Eric Miller, Ph.D. candidate, Folklore Program, University of Pennsylvania

August 16, 2002 

Project summary:

“Storytelling and Videoconferencing”

A major objective of the research project is to learn about the uses of verbal play and games in the oral language acquisition process; especially about the uses of repetition with variation (including substitution, modification, and addition of verbal elements), and the uses of melody, rhythm, and gesture for improvement of verbal memory (Jakobson 1960; Kirshenblatt-Gimblett 1976).  Problems to be investigated include, “What are successful methods of giving instruction in oral language and verbal arts, both in-the-flesh (with parties physically present to each other) and via videoconference?”; and “How can videoconferencing be used in the effort to pass languages and verbal arts on to new generations?”

To gather evidence, I will live in a rural community in the southwest section of the Indian state of Tamil Nadu for one year, and, at the end of that year, facilitate a videoconference between folk artists and myself at the Tamil Nadu site (possibly in Chennai), and students, professors, and Tamil-Americans living in the Philadelphia area, at the University of Pennsylvania site (in Philadelphia).  The research methodology for the year in the village will be ethnographic fieldwork: this will involve participant observation of, and interviews with, teachers and learners of oral language and verbal arts (especially forms of storytelling, also known as oral narrative).  The end-of-fieldwork videoconference will be a social science and technology experiment, providing an opportunity to demonstrate and discuss language teaching techniques and folk verbal arts for our audience members in Philadelphia. 

The research project will aspire to work within the tradition of ethnography of speaking.  In 1962, Dell Hymes founded this interdisciplinary field by calling upon scholars to survey the full range of speech activities in the communities they would study (Hymes 1962).  Extended to communication in general, the field has also come to be known as the ethnography of communication (Gumperz and Hymes 1972).

Another field of study that grew out of Hymes’ work, and which pays special attention to the process of folkloric communication, is known as the performance-centered approach to folklore (Paredes and Bauman 1972).  The cohort of folklorists that first developed this approach in the late 60’s and 70s was primarily concerned with the styles of performance; the tones and rhythms of voice; body language; and teller-listener interaction and relationships.  One of these folklorists, Dan Ben-Amos, posited that folklore is “artistic communication in small groups.”  My dissertation will argue that such folkloric communication need not be limited to in-the-flesh communication, but can also occur in cyberspace, in virtual environments, through interactive telecommunication -- in this case videoconferencing.  Thus, my dissertation will attempt to extend the performance-centered approach to folklore to videoconference communication.  The dissertation will consider the ways in which videoconferencing can, and cannot, be considered a folk activity.  A related question is whether my informants will perceive the videoconference process as being secular, or whether they will perceive it as being imbued with the divine.

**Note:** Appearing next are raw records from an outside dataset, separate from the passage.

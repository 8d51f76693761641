// Copyright 2026 the Layerplane Authors
// SPDX-License-Identifier: Apache-2.0 OR MIT

//! Per-layer plane capability classification.

use crate::display::DisplaySnapshot;
use crate::layer::Layer;

/// Decides whether a single layer must be composited on the client path.
///
/// The planner is generic over this trait so platforms with extra hardware
/// restrictions can plug in their own predicate without dynamic dispatch.
pub trait LayerClassifier {
    /// Returns `true` if `layer` cannot be given a dedicated plane.
    fn is_client_layer(&self, snapshot: &DisplaySnapshot, layer: &Layer) -> bool;
}

/// The stock classifier.
///
/// A layer is forced onto the client path when any of these hold:
///
/// - its hint is not a plane-capable kind (only device and cursor are);
/// - the upstream check marked it unusable as a device layer;
/// - the display's color transform is not the identity;
/// - it needs scaling or phasing and the platform routes those through the
///   GPU.
#[derive(Clone, Copy, Debug, Default, PartialEq, Eq, Hash)]
pub struct CapabilityPolicy {
    /// Send layers that need scaling or phasing through the GPU.
    pub force_gpu_for_scaling: bool,
}

impl LayerClassifier for CapabilityPolicy {
    fn is_client_layer(&self, snapshot: &DisplaySnapshot, layer: &Layer) -> bool {
        !layer.hint.is_plane_capable()
            || !layer.usable_as_device
            || !snapshot.color_transform_is_identity
            || (layer.requires_scaling_or_phasing && self.force_gpu_for_scaling)
    }
}
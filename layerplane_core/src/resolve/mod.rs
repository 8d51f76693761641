// Copyright 2026 the Layerplane Authors
// SPDX-License-Identifier: Apache-2.0 OR MIT

//! Client-range construction under a plane budget.
//!
//! Resolution runs in two steps:
//!
//! 1. [`mandatory_client_range`] finds the tightest contiguous span covering
//!    every layer the classifier rejects. Plane-capable layers sandwiched
//!    between two rejected ones are pulled in as well, because the client
//!    target is a single plane at a single z position.
//! 2. [`grow_for_budget`] (or [`grow_for_budget_with_video`] when video
//!    layers are reserved) widens that span until the layers left outside it
//!    fit in the hardware planes, choosing the placement with the smallest
//!    [`CostModel`](crate::pixops::CostModel) cost.
//!
//! Neither step can fail. Geometry the video resolver cannot realize
//! degrades to the plain resolver and is reported through
//! [`Resolution::fallback`].

mod budget;
mod video;

pub use budget::grow_for_budget;
pub use video::grow_for_budget_with_video;

use core::fmt;

use crate::layer::Layer;
use crate::range::ClientRange;

/// Computes the smallest contiguous range covering every layer for which
/// `is_client` returns `true`.
///
/// Returns [`ClientRange::EMPTY`] when no layer is mandatory.
pub fn mandatory_client_range<F>(layers: &[Layer], mut is_client: F) -> ClientRange
where
    F: FnMut(&Layer) -> bool,
{
    let mut first = None;
    let mut last = 0;
    for (z, layer) in layers.iter().enumerate() {
        if is_client(layer) {
            first.get_or_insert(z);
            last = z;
        }
    }
    match first {
        Some(start) => ClientRange::from_bounds(start, last + 1),
        None => ClientRange::EMPTY,
    }
}

/// Why the video-reserved resolver fell back to the plain resolver.
#[derive(Clone, Copy, Debug, PartialEq, Eq, Hash)]
pub enum FallbackReason {
    /// The video layers alone need more planes than are available.
    VideoOverBudget,
    /// Video takes every remaining plane but does not sit at either end of
    /// the stack, so the other layers cannot form one client range.
    VideoNotAtEdge,
    /// The layers on the far side of the video block from the client range
    /// need more device planes than remain.
    SideOverReservation,
    /// The mandatory client range intersects the video block.
    ClientOverlapsVideo,
    /// The video block extends past the top of the stack.
    DeviceRangeOutOfBounds,
}

impl FallbackReason {
    /// Short label for logs and traces.
    #[must_use]
    pub const fn as_str(self) -> &'static str {
        match self {
            Self::VideoOverBudget => "video-over-budget",
            Self::VideoNotAtEdge => "video-not-at-edge",
            Self::SideOverReservation => "side-over-reservation",
            Self::ClientOverlapsVideo => "client-overlaps-video",
            Self::DeviceRangeOutOfBounds => "device-range-out-of-bounds",
        }
    }
}

impl fmt::Display for FallbackReason {
    fn fmt(&self, f: &mut fmt::Formatter<'_>) -> fmt::Result {
        f.write_str(self.as_str())
    }
}

/// Outcome of a budget resolution.
#[derive(Clone, Copy, Debug, PartialEq, Eq, Hash)]
pub struct Resolution {
    /// The resolved client range.
    pub range: ClientRange,
    /// Set when the video reservation was ignored and the plain resolver
    /// produced `range` instead.
    pub fallback: Option<FallbackReason>,
}

impl Resolution {
    /// A resolution produced without falling back.
    #[must_use]
    pub const fn direct(range: ClientRange) -> Self {
        Self {
            range,
            fallback: None,
        }
    }
}

#[cfg(test)]
mod tests {
    use super::*;
    use crate::layer::IntRect;
    use alloc::vec::Vec;

    fn stack(mandatory: &[bool]) -> Vec<(Layer, bool)> {
        mandatory
            .iter()
            .map(|&m| (Layer::new(IntRect::new(0, 0, 8, 8)), m))
            .collect()
    }

    fn range_of(marks: &[bool]) -> ClientRange {
        let tagged = stack(marks);
        let layers: Vec<Layer> = tagged.iter().map(|(l, _)| l.clone()).collect();
        let mut z = 0;
        mandatory_client_range(&layers, |_| {
            let m = tagged[z].1;
            z += 1;
            m
        })
    }

    #[test]
    fn no_mandatory_layers_is_empty() {
        assert_eq!(range_of(&[false, false, false]), ClientRange::EMPTY);
        assert_eq!(range_of(&[]), ClientRange::EMPTY);
    }

    #[test]
    fn single_mandatory_layer() {
        assert_eq!(range_of(&[false, false, true, false, false]), ClientRange::new(2, 1));
    }

    #[test]
    fn sandwiched_layers_are_pulled_in() {
        assert_eq!(range_of(&[false, true, false, false, true]), ClientRange::new(1, 4));
    }

    #[test]
    fn whole_stack_mandatory() {
        assert_eq!(range_of(&[true, true, true]), ClientRange::new(0, 3));
    }
}
// Copyright 2026 the Layerplane Authors
// SPDX-License-Identifier: Apache-2.0 OR MIT

//! Scan-out plans for layerplane.
//!
//! This crate turns a stack stamped by
//! [`Planner`](layerplane_core::planner::Planner) into the list of plane
//! assignments a display backend commits:
//!
//! - [`PlanItem`]: one hardware plane, scanning a layer or the client target
//! - [`CompositionPlan`]: the ordered items for one frame on one display
//! - [`PlanError`]: why a stack could not be turned into a plan

#![no_std]
#![cfg_attr(docsrs, feature(doc_cfg))]

extern crate alloc;

mod plan;

pub use plan::{CompositionPlan, PlanError, PlanItem};
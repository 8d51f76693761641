// Copyright 2026 the Layerplane Authors
// SPDX-License-Identifier: Apache-2.0 OR MIT

//! In-memory collaborator doubles.

use alloc::collections::{BTreeMap, BTreeSet};
use alloc::vec;
use alloc::vec::Vec;

use layerplane_core::backend::{
    BufferError, BufferHandle, BufferProvider, BufferUsage, CommitTester, ContentType,
    ControlService, RevocationTarget, Status,
};
use layerplane_core::display::DisplaySnapshot;
use layerplane_core::layer::IntRect;
use layerplane_core::output::DisplayId;
use layerplane_core::range::ClientRange;

/// Bytes per pixel of buffers allocated by [`MemoryBuffers`].
pub const BYTES_PER_PIXEL: usize = 4;

#[derive(Debug)]
struct Buffer {
    width: u32,
    height: u32,
    usage: BufferUsage,
    bytes: Vec<u8>,
    mapped: bool,
}

/// A [`BufferProvider`] backed by heap allocations.
#[derive(Debug, Default)]
pub struct MemoryBuffers {
    buffers: BTreeMap<BufferHandle, Buffer>,
    next: u64,
    fail_next: Option<i32>,
}

impl MemoryBuffers {
    /// Creates an empty provider.
    #[must_use]
    pub fn new() -> Self {
        Self::default()
    }

    /// Makes the next allocation fail with `code`.
    pub fn fail_next_allocation(&mut self, code: i32) {
        self.fail_next = Some(code);
    }

    /// Releases a buffer.
    pub fn release(&mut self, handle: BufferHandle) -> Result<(), BufferError> {
        self.buffers
            .remove(&handle)
            .map(|_| ())
            .ok_or(BufferError::InvalidHandle(handle))
    }

    /// Number of live buffers.
    #[must_use]
    pub fn len(&self) -> usize {
        self.buffers.len()
    }

    /// Returns `true` if no buffer is live.
    #[must_use]
    pub fn is_empty(&self) -> bool {
        self.buffers.is_empty()
    }

    /// Usage flags a buffer was created with.
    #[must_use]
    pub fn usage(&self, handle: BufferHandle) -> Option<BufferUsage> {
        self.buffers.get(&handle).map(|b| b.usage)
    }

    /// The whole pixel store of a buffer.
    #[must_use]
    pub fn contents(&self, handle: BufferHandle) -> Option<&[u8]> {
        self.buffers.get(&handle).map(|b| b.bytes.as_slice())
    }
}

impl BufferProvider for MemoryBuffers {
    fn create_buffer(
        &mut self,
        width: u32,
        height: u32,
        usage: BufferUsage,
    ) -> Result<BufferHandle, BufferError> {
        if let Some(code) = self.fail_next.take() {
            return Err(BufferError::AllocationFailed(code));
        }
        if width == 0 || height == 0 {
            return Err(BufferError::EmptyExtent);
        }
        let len = (width as usize)
            .checked_mul(height as usize)
            .and_then(|px| px.checked_mul(BYTES_PER_PIXEL))
            .ok_or(BufferError::AllocationFailed(-12))?;

        let handle = BufferHandle(self.next);
        self.next += 1;
        self.buffers.insert(
            handle,
            Buffer {
                width,
                height,
                usage,
                bytes: vec![0; len],
                mapped: false,
            },
        );
        Ok(handle)
    }

    /// Maps the rows spanned by `rect`, from its top-left pixel to its
    /// bottom-right pixel inclusive.
    fn map(&mut self, handle: BufferHandle, rect: IntRect) -> Result<&mut [u8], BufferError> {
        let buffer = self
            .buffers
            .get_mut(&handle)
            .ok_or(BufferError::InvalidHandle(handle))?;
        if buffer.mapped {
            return Err(BufferError::AlreadyMapped);
        }
        let inside = rect.left >= 0
            && rect.top >= 0
            && rect.area() > 0
            && u64::try_from(rect.right).is_ok_and(|r| r <= u64::from(buffer.width))
            && u64::try_from(rect.bottom).is_ok_and(|b| b <= u64::from(buffer.height));
        if !inside {
            return Err(BufferError::RegionOutOfBounds);
        }

        let stride = buffer.width as usize;
        let px = |x: i32, y: i32| {
            (usize::try_from(y).unwrap_or(0) * stride + usize::try_from(x).unwrap_or(0))
                * BYTES_PER_PIXEL
        };
        let start = px(rect.left, rect.top);
        let end = px(rect.right, rect.bottom - 1);
        buffer.mapped = true;
        Ok(&mut buffer.bytes[start..end])
    }

    fn unmap(&mut self, handle: BufferHandle) -> Result<(), BufferError> {
        let buffer = self
            .buffers
            .get_mut(&handle)
            .ok_or(BufferError::InvalidHandle(handle))?;
        if !buffer.mapped {
            return Err(BufferError::NotMapped);
        }
        buffer.mapped = false;
        Ok(())
    }
}

/// Status returned for a display the service does not know.
pub const NO_SUCH_DISPLAY: Status = Status(-19);
/// Status returned for malformed arguments.
pub const INVALID_ARGUMENT: Status = Status(-22);

/// A [`ControlService`] that records sessions and revocation lists.
#[derive(Debug, Default)]
pub struct RecordingControl {
    displays: BTreeSet<DisplayId>,
    sessions: BTreeMap<DisplayId, ContentType>,
    revocations: Vec<(RevocationTarget, Vec<u8>)>,
}

impl RecordingControl {
    /// Creates a service that knows the given displays.
    #[must_use]
    pub fn new(displays: impl IntoIterator<Item = DisplayId>) -> Self {
        Self {
            displays: displays.into_iter().collect(),
            ..Self::default()
        }
    }

    /// The active protection level of `display`, if any.
    #[must_use]
    pub fn session(&self, display: DisplayId) -> Option<ContentType> {
        self.sessions.get(&display).copied()
    }

    /// Revocation lists received, oldest first.
    #[must_use]
    pub fn revocations(&self) -> &[(RevocationTarget, Vec<u8>)] {
        &self.revocations
    }
}

impl ControlService for RecordingControl {
    fn enable_content_protection(
        &mut self,
        display: DisplayId,
        content_type: ContentType,
    ) -> Status {
        if !self.displays.contains(&display) {
            return NO_SUCH_DISPLAY;
        }
        self.sessions.insert(display, content_type);
        Status::OK
    }

    fn disable_content_protection(&mut self, display: DisplayId) -> Status {
        if !self.displays.contains(&display) {
            return NO_SUCH_DISPLAY;
        }
        self.sessions.remove(&display);
        Status::OK
    }

    fn set_revocation_list(&mut self, target: RevocationTarget, list: &[u8]) -> Status {
        if list.is_empty() {
            return INVALID_ARGUMENT;
        }
        if let RevocationTarget::Display(display) = target
            && !self.displays.contains(&display)
        {
            return NO_SUCH_DISPLAY;
        }
        self.revocations.push((target, list.to_vec()));
        Status::OK
    }
}

/// A [`CommitTester`] that rejects plans needing more than a fixed number of
/// planes.
///
/// Stands in for a display controller whose real limit is tighter than the
/// budget it advertises.
#[derive(Clone, Copy, Debug)]
pub struct PlaneLimit {
    /// Planes the simulated hardware can actually drive.
    pub max_planes: usize,
    /// Plans tested so far.
    pub tested: u64,
    /// Plans rejected so far.
    pub rejected: u64,
}

impl PlaneLimit {
    /// Creates a tester accepting up to `max_planes` planes.
    #[must_use]
    pub const fn new(max_planes: usize) -> Self {
        Self {
            max_planes,
            tested: 0,
            rejected: 0,
        }
    }
}

impl CommitTester for PlaneLimit {
    fn test_commit(&mut self, snapshot: &DisplaySnapshot, client: ClientRange) -> bool {
        self.tested += 1;
        let device: usize = snapshot
            .layers
            .iter()
            .enumerate()
            .filter(|(z, _)| !client.contains(*z))
            .map(|(_, l)| l.plane_cost())
            .sum();
        let required = device + usize::from(!client.is_empty());
        let accepted = required <= self.max_planes;
        if !accepted {
            self.rejected += 1;
        }
        accepted
    }
}

#[cfg(test)]
mod tests {
    use super::*;
    use crate::fixtures::cascade;
    use layerplane_core::display::Display;
    use layerplane_core::planner::Planner;
    use layerplane_core::trace::Tracer;

    #[test]
    fn buffers_allocate_map_and_release() {
        let mut mem = MemoryBuffers::new();
        let usage = BufferUsage {
            cpu_write: true,
            ..BufferUsage::default()
        };
        let h = mem.create_buffer(4, 4, usage).unwrap();
        assert_eq!(mem.usage(h), Some(usage));

        let region = mem.map(h, IntRect::new(1, 1, 3, 2)).unwrap();
        assert_eq!(region.len(), 2 * BYTES_PER_PIXEL);
        region.fill(0xff);
        assert_eq!(
            mem.map(h, IntRect::new(0, 0, 1, 1)).unwrap_err(),
            BufferError::AlreadyMapped
        );
        mem.unmap(h).unwrap();
        assert_eq!(mem.unmap(h).unwrap_err(), BufferError::NotMapped);

        let bytes = mem.contents(h).unwrap();
        assert_eq!(bytes[5 * BYTES_PER_PIXEL], 0xff);
        assert_eq!(bytes[4 * BYTES_PER_PIXEL], 0);

        mem.release(h).unwrap();
        assert!(mem.is_empty());
        assert_eq!(
            mem.map(h, IntRect::new(0, 0, 1, 1)).unwrap_err(),
            BufferError::InvalidHandle(h)
        );
    }

    #[test]
    fn buffer_errors() {
        let mut mem = MemoryBuffers::new();
        let usage = BufferUsage::default();
        assert_eq!(
            mem.create_buffer(0, 4, usage).unwrap_err(),
            BufferError::EmptyExtent
        );
        mem.fail_next_allocation(-5);
        assert_eq!(
            mem.create_buffer(4, 4, usage).unwrap_err(),
            BufferError::AllocationFailed(-5)
        );
        let h = mem.create_buffer(4, 4, usage).unwrap();
        assert_eq!(
            mem.map(h, IntRect::new(2, 2, 5, 3)).unwrap_err(),
            BufferError::RegionOutOfBounds
        );
        assert_eq!(
            mem.map(h, IntRect::new(-1, 0, 2, 2)).unwrap_err(),
            BufferError::RegionOutOfBounds
        );
    }

    #[test]
    fn control_tracks_sessions() {
        let mut ctl = RecordingControl::new([DisplayId(0), DisplayId(1)]);
        assert!(ctl.enable_content_protection(DisplayId(1), ContentType::Type1).is_ok());
        assert_eq!(ctl.session(DisplayId(1)), Some(ContentType::Type1));
        assert!(ctl.disable_content_protection(DisplayId(1)).is_ok());
        assert_eq!(ctl.session(DisplayId(1)), None);
        assert_eq!(
            ctl.enable_content_protection(DisplayId(9), ContentType::Type0),
            NO_SUCH_DISPLAY
        );
    }

    #[test]
    fn control_records_revocations() {
        let mut ctl = RecordingControl::new([DisplayId(0)]);
        assert!(ctl.set_revocation_list(RevocationTarget::All, &[1, 2]).is_ok());
        assert_eq!(
            ctl.set_revocation_list(RevocationTarget::All, &[]),
            INVALID_ARGUMENT
        );
        assert_eq!(
            ctl.set_revocation_list(RevocationTarget::Display(DisplayId(3)), &[1]),
            NO_SUCH_DISPLAY
        );
        assert_eq!(ctl.revocations().len(), 1);
        assert_eq!(ctl.revocations()[0].1, [1, 2]);
    }

    #[test]
    fn plane_limit_forces_client_fallback() {
        let mut display = Display::new(DisplayId(0));
        let mut snapshot = DisplaySnapshot::new(cascade(4, 8.0), 4);
        let mut tester = PlaneLimit::new(2);
        Planner::default().validate_with_test(
            &mut display,
            &mut snapshot,
            None,
            &mut tester,
            &mut Tracer::none(),
        );
        assert_eq!(tester.tested, 1);
        assert_eq!(tester.rejected, 1);
        assert!(snapshot.layers.iter().all(|l| l.is_client()));
        assert_eq!(display.stats.failed_commit_tests, 1);
    }

    #[test]
    fn plane_limit_accepts_fitting_plan() {
        let mut display = Display::new(DisplayId(0));
        let mut snapshot = DisplaySnapshot::new(cascade(5, 8.0), 3);
        let mut tester = PlaneLimit::new(3);
        Planner::default().validate_with_test(
            &mut display,
            &mut snapshot,
            None,
            &mut tester,
            &mut Tracer::none(),
        );
        assert_eq!(tester.rejected, 0);
        assert_eq!(display.stats.failed_commit_tests, 0);
    }
}
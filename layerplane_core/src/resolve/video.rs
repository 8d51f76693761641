// Copyright 2026 the Layerplane Authors
// SPDX-License-Identifier: Apache-2.0 OR MIT

//! Plane-budget resolution with a reserved block of video layers.
//!
//! Video layers stay on hardware planes and take two planes each. The
//! resolver first charges the extra plane per video layer against the
//! budget, then holds one plane back for the client target when the stack
//! outnumbers the planes, and then looks the case up in a small table keyed
//! by remaining [`Capacity`] and the client range's [`Placement`] relative to
//! the video block.
//!
//! Rows that describe geometry no single client range can satisfy fall back
//! to [`grow_for_budget`], which ignores the reservation but always yields a
//! plan that fits.

use crate::pixops::CostModel;
use crate::range::{ClientRange, DeviceRange};

use super::budget::grow_for_budget;
use super::{FallbackReason, Resolution};

/// How the remaining planes compare to the video block's size.
#[derive(Clone, Copy, Debug, PartialEq, Eq)]
enum Capacity {
    /// Video alone exceeds the budget.
    Short,
    /// Video consumes every remaining plane.
    Exact,
    /// This many planes remain for non-video device layers.
    Spare(usize),
}

impl Capacity {
    fn of(layer_count: usize, usable_planes: usize, device: DeviceRange) -> Self {
        let Some(mut avail) = usable_planes.checked_sub(device.size) else {
            return Self::Short;
        };
        if layer_count > usable_planes {
            avail = avail.saturating_sub(1);
        }
        match avail.checked_sub(device.size) {
            None => Self::Short,
            Some(0) => Self::Exact,
            Some(left) => Self::Spare(left),
        }
    }
}
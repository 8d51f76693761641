// Copyright 2026 the Layerplane Authors
// SPDX-License-Identifier: Apache-2.0 OR MIT

//! Plane-budget resolution without a video reservation.

use crate::pixops::CostModel;
use crate::range::ClientRange;

/// Grows `client` until the layers outside it fit in `usable_planes`.
///
/// When the stack has more layers than planes, one plane is held back for
/// the client target itself (a client range takes exactly one plane however
/// many layers it merges). If the device layers then still outnumber the
/// remaining planes, the range grows by exactly the excess. Every placement
/// of the grown range that still covers `client` is a candidate, and the one
/// with the smallest `cost` wins; ties go to the lowest z.
///
/// A display with no usable planes sends the whole stack to the client path.
/// If `client` already fits it is returned unchanged.
pub fn grow_for_budget<M>(
    layer_count: usize,
    usable_planes: usize,
    client: ClientRange,
    cost: &M,
) -> ClientRange
where
    M: CostModel + ?Sized,
{
    debug_assert!(
        client.end() <= layer_count,
        "{client:?} exceeds a stack of {layer_count}"
    );

    let mut avail_planes = usable_planes;
    if layer_count > avail_planes {
        avail_planes = avail_planes.saturating_sub(1);
    }

    let device_layers = layer_count - client.size;
    let excess = match device_layers.checked_sub(avail_planes) {
        Some(excess) if excess > 0 => excess,
        _ => return client,
    };

    let (first, size, steps) = if client.is_empty() {
        (0, excess, layer_count - excess + 1)
    } else {
        let prepend = client.start.min(excess);
        let append = (layer_count - client.end()).min(excess);
        let first = client.start - prepend;
        let size = client.size + excess;
        let steps = 1 + append.min(prepend).min(layer_count - (first + size));
        (first, size, steps)
    };

    cheapest_window(cost, first, size, steps)
}

/// Picks the cheapest of `steps` windows of `size` layers starting at
/// `first`, `first + 1`, and so on.
pub(super) fn cheapest_window<M>(cost: &M, first: usize, size: usize, steps: usize) -> ClientRange
where
    M: CostModel + ?Sized,
{
    let mut best = ClientRange::new(first, size);
    let mut best_cost = u64::MAX;
    for start in first..first + steps {
        let c = cost.window_cost(start, size);
        if c < best_cost {
            best_cost = c;
            best = ClientRange::new(start, size);
        }
    }
    best
}
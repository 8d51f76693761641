// Copyright 2026 the Layerplane Authors
// SPDX-License-Identifier: Apache-2.0 OR MIT

//! Integer display-space rectangles.

use kurbo::Rect;

/// An axis-aligned rectangle in integer display coordinates.
///
/// Edges are inclusive on the left/top and exclusive on the right/bottom, so
/// `right - left` is the width in pixels. Well-formed rectangles satisfy
/// `right >= left` and `bottom >= top`; malformed ones report zero area rather
/// than a negative one.
#[derive(Clone, Copy, Debug, Default, PartialEq, Eq, Hash)]
pub struct IntRect {
    /// Left edge.
    pub left: i32,
    /// Top edge.
    pub top: i32,
    /// Right edge (exclusive).
    pub right: i32,
    /// Bottom edge (exclusive).
    pub bottom: i32,
}

impl IntRect {
    /// Creates a rectangle from its four edges.
    #[must_use]
    pub const fn new(left: i32, top: i32, right: i32, bottom: i32) -> Self {
        Self {
            left,
            top,
            right,
            bottom,
        }
    }

    /// Creates a rectangle from an origin and a size.
    #[must_use]
    pub const fn from_origin_size(left: i32, top: i32, width: u32, height: u32) -> Self {
        Self {
            left,
            top,
            right: left.saturating_add_unsigned(width),
            bottom: top.saturating_add_unsigned(height),
        }
    }

    /// Width in pixels, or zero for a malformed rectangle.
    #[must_use]
    pub fn width(&self) -> u64 {
        u64::try_from(i64::from(self.right) - i64::from(self.left)).unwrap_or(0)
    }

    /// Height in pixels, or zero for a malformed rectangle.
    #[must_use]
    pub fn height(&self) -> u64 {
        u64::try_from(i64::from(self.bottom) - i64::from(self.top)).unwrap_or(0)
    }

    /// Number of pixels covered.
    #[must_use]
    pub fn area(&self) -> u64 {
        self.width() * self.height()
    }

    /// Snaps a float layout rectangle to the nearest integer display frame.
    ///
    /// Coordinates outside the `i32` range saturate. The input is
    /// normalized first, so the result is always well formed.
    #[must_use]
    pub fn from_rect(rect: Rect) -> Self {
        let r = rect.abs().round();
        Self {
            left: snap(r.x0),
            top: snap(r.y0),
            right: snap(r.x1),
            bottom: snap(r.y1),
        }
    }

    /// Converts to a float rectangle.
    #[must_use]
    pub fn to_rect(&self) -> Rect {
        Rect::new(
            f64::from(self.left),
            f64::from(self.top),
            f64::from(self.right),
            f64::from(self.bottom),
        )
    }
}

impl From<Rect> for IntRect {
    fn from(rect: Rect) -> Self {
        Self::from_rect(rect)
    }
}

#[expect(
    clippy::cast_possible_truncation,
    reason = "value is rounded and clamped to the i32 range first"
)]
fn snap(v: f64) -> i32 {
    v.clamp(f64::from(i32::MIN), f64::from(i32::MAX)) as i32
}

A reason that this research project should be carried out in India is that India is very rich in traditional verbal arts.  The project will occur in the state of Tamil Nadu only.  Chennai will be the city of primary residence, but the year of fieldwork will occur in a speech community in the southwest section of the state, south of Pollachi and north of Nagarcoil, as traditional verbal arts are especially vital in such rural areas, where the influences of mass media are not yet great.

The full range of  the community’s conversational, performance, ritual, and other types of speech styles and events will be surveyed, whether they are practiced by a particular age, gender, or other type of group, or by the entire community.  The data to be collected will be that which pertains to the teaching and performing of oral language and verbal arts. 

A major focus throughout the year will be on the process by which children learn to speak the local oral language (Piaget 1926; Schieffelin and Ochs 1986), and especially how verbal play and games are used in this process.  The types of play introduced by adults will be studied (Jones and Hawes 1972), as will the play that seems to originate from the children themselves (Sutton-Smith 1979; Schwartzman 1978).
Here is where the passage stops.